Le colonel Everest et Mathieu Strux ne purent goûter un instant de repos. Seul, Nicolas Palander, toujours absorbé, oubliait dans ses calculs qu’un danger quelconque menaçait ses collègues. Qu’on ne l’accuse pas d’égoïsme original ! — On pouvait dire de lui ce que l’on disait du mathématicien Bouvard. « Il ne cessera de calculer que lorsqu’il cessera de vivre. » Et même, peut-être, Nicolas Palander ne cessera-t-il de vivre que parce qu’il cessera de calculer !

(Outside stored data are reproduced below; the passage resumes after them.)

#[cfg(test)]
mod tests {
    use super::*;
    use std::path::PathBuf;

    fn record(path: &str, cmdline_index: usize, depth: usize, size: u64) -> FileRecord {
        let mut r = FileRecord::new(PathBuf::from(path), cmdline_index, depth);
        r.size = size;
        r
    }

    #[test]
    fn remove_unique_sizes_drops_singletons() {
        let mut pipeline = Pipeline::new(vec![
            record("a", 0, 0, 10),
            record("b", 0, 0, 20),
            record("c", 0, 0, 30),
        ]);
        let removed = pipeline.remove_unique_sizes();
        assert_eq!(removed, 3);
        assert!(pipeline.records().is_empty());
    }

    #[test]
    fn remove_unique_sizes_keeps_matching_pairs() {
        let mut pipeline = Pipeline::new(vec![
            record("a", 0, 0, 10),
            record("b", 0, 0, 10),
            record("c", 0, 0, 99),
        ]);
        pipeline.remove_unique_sizes();
        assert_eq!(pipeline.records().len(), 2);
        assert!(pipeline.records().iter().all(|r| r.size == 10));
    }

    #[test]
    fn remove_unique_sizes_is_idempotent() {
        let mut pipeline = Pipeline::new(vec![
            record("a", 0, 0, 10),
            record("b", 0, 0, 10),
            record("c", 0, 0, 30),
        ]);
        pipeline.remove_unique_sizes();
        let once = pipeline.records().to_vec();
        pipeline.remove_unique_sizes();
        let twice = pipeline.records().to_vec();
        assert_eq!(once.len(), twice.len());
    }

    #[test]
    fn remove_identical_inodes_keeps_lowest_rank() {
        let mut a = record("a", 0, 0, 10);
        a.device = 1;
        a.inode = 1;
        let mut b = record("b", 1, 0, 10);
        b.device = 1;
        b.inode = 1;
        let mut c = record("c", 0, 0, 10);
        c.device = 1;
        c.inode = 2;

        let mut pipeline = Pipeline::new(vec![a, b, c]);
        let removed = pipeline.remove_identical_inodes();
        assert_eq!(removed, 1);
        assert_eq!(pipeline.records().len(), 2);
        assert!(
            pipeline
                .records()
                .iter()
                .filter(|r| r.inode == 1)
                .all(|r| r.cmdline_index == 0)
        );
    }

    #[test]
    fn mark_items_assigns_permutation() {
        let mut pipeline = Pipeline::new(vec![
            record("a", 0, 0, 10),
            record("b", 0, 0, 10),
            record("c", 0, 0, 10),
        ]);
        pipeline.mark_items();
        let mut ids: Vec<u64> = pipeline.records().iter().map(|r| r.identity_number).collect();
        ids.sort_unstable();
        assert_eq!(ids, vec![0, 1, 2]);
    }

    #[test]
    fn mark_duplicates_picks_lowest_rank_as_first_occurrence() {
        let mut low = record("low", 0, 0, 10);
        low.fingerprint[0] = 42;
        low.identity_number = 5;
        let mut high = record("high", 1, 0, 10);
        high.fingerprint[0] = 42;
        high.identity_number = 1;

        let mut pipeline = Pipeline::new(vec![high, low]);
        pipeline.mark_duplicates();

        let first = pipeline
            .records()
            .iter()
            .find(|r| r.duptype == DupType::FirstOccurrence)
            .unwrap();
        assert_eq!(first.path, PathBuf::from("low"));

        let other = pipeline
            .records()
            .iter()
            .find(|r| r.path == PathBuf::from("high"))
            .unwrap();
        assert_eq!(other.duptype, DupType::OutsideTree);
    }

    #[test]
    fn mark_duplicates_tags_within_same_tree_when_cmdline_index_matches() {
        let mut a = record("a", 0, 0, 5);
        a.fingerprint[0] = 1;
        a.identity_number = 0;
        let mut b = record("b", 0, 1, 5);
        b.fingerprint[0] = 1;
        b.identity_number = 1;

        let mut pipeline = Pipeline::new(vec![a, b]);
        pipeline.mark_duplicates();
        let dup = pipeline
            .records()
            .iter()
            .find(|r| r.path == PathBuf::from("b"))
            .unwrap();
        assert_eq!(dup.duptype, DupType::WithinSameTree);
    }

    #[test]
    fn duplicate_pairs_finds_first_occurrence_even_when_it_sorts_after_its_duplicate() {
        // Same (size, fingerprint), same cmdline_index, but the deeper file is
        // discovered (and thus appended) first, so the stable (size,
        // fingerprint) sort leaves it ahead of the shallower file in list
        // order even though the shallower file has the lower rank and is
        // tagged FirstOccurrence.
        let mut deep = record("root/dir/a.txt", 0, 2, 10);
        deep.fingerprint[0] = 7;
        let mut shallow = record("root/shallow.txt", 0, 1, 10);
        shallow.fingerprint[0] = 7;

        let mut pipeline = Pipeline::new(vec![deep, shallow]);
        pipeline.mark_items();
        pipeline.mark_duplicates();

        let first = pipeline
            .records()
            .iter()
            .find(|r| r.duptype == DupType::FirstOccurrence)
            .unwrap();
        assert_eq!(first.path, PathBuf::from("root/shallow.txt"));

        let pairs = pipeline.duplicate_pairs();
        assert_eq!(pairs.len(), 1);
        assert_eq!(pairs[0].0.path, PathBuf::from("root/dir/a.txt"));
        assert_eq!(pairs[0].1.path, PathBuf::from("root/shallow.txt"));
    }

    #[test]
    fn finalize_maximum_file_size_zero_means_unlimited() {
        assert_eq!(finalize_maximum_file_size(0), u64::MAX);
        assert_eq!(finalize_maximum_file_size(100), 100);
    }
}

Il faut dire, cependant, qu’au milieu de leurs inquiétudes, les deux savants anglais et russes songèrent au moins autant à l’accomplissement de leurs opérations géodésiques qu’aux dangers courus par leurs amis. Ces dangers, ils les eussent bravés eux-mêmes, n’oubliant point qu’ils appartenaient à la science militante. Mais le résultat les préoccupait. Un obstacle physique, s’il n’était surmonté, pouvait arrêter définitivement leurs travaux, ou du moins les retarder. L’anxiété des deux astronomes, pendant cette interminable journée, se comprendra donc facilement.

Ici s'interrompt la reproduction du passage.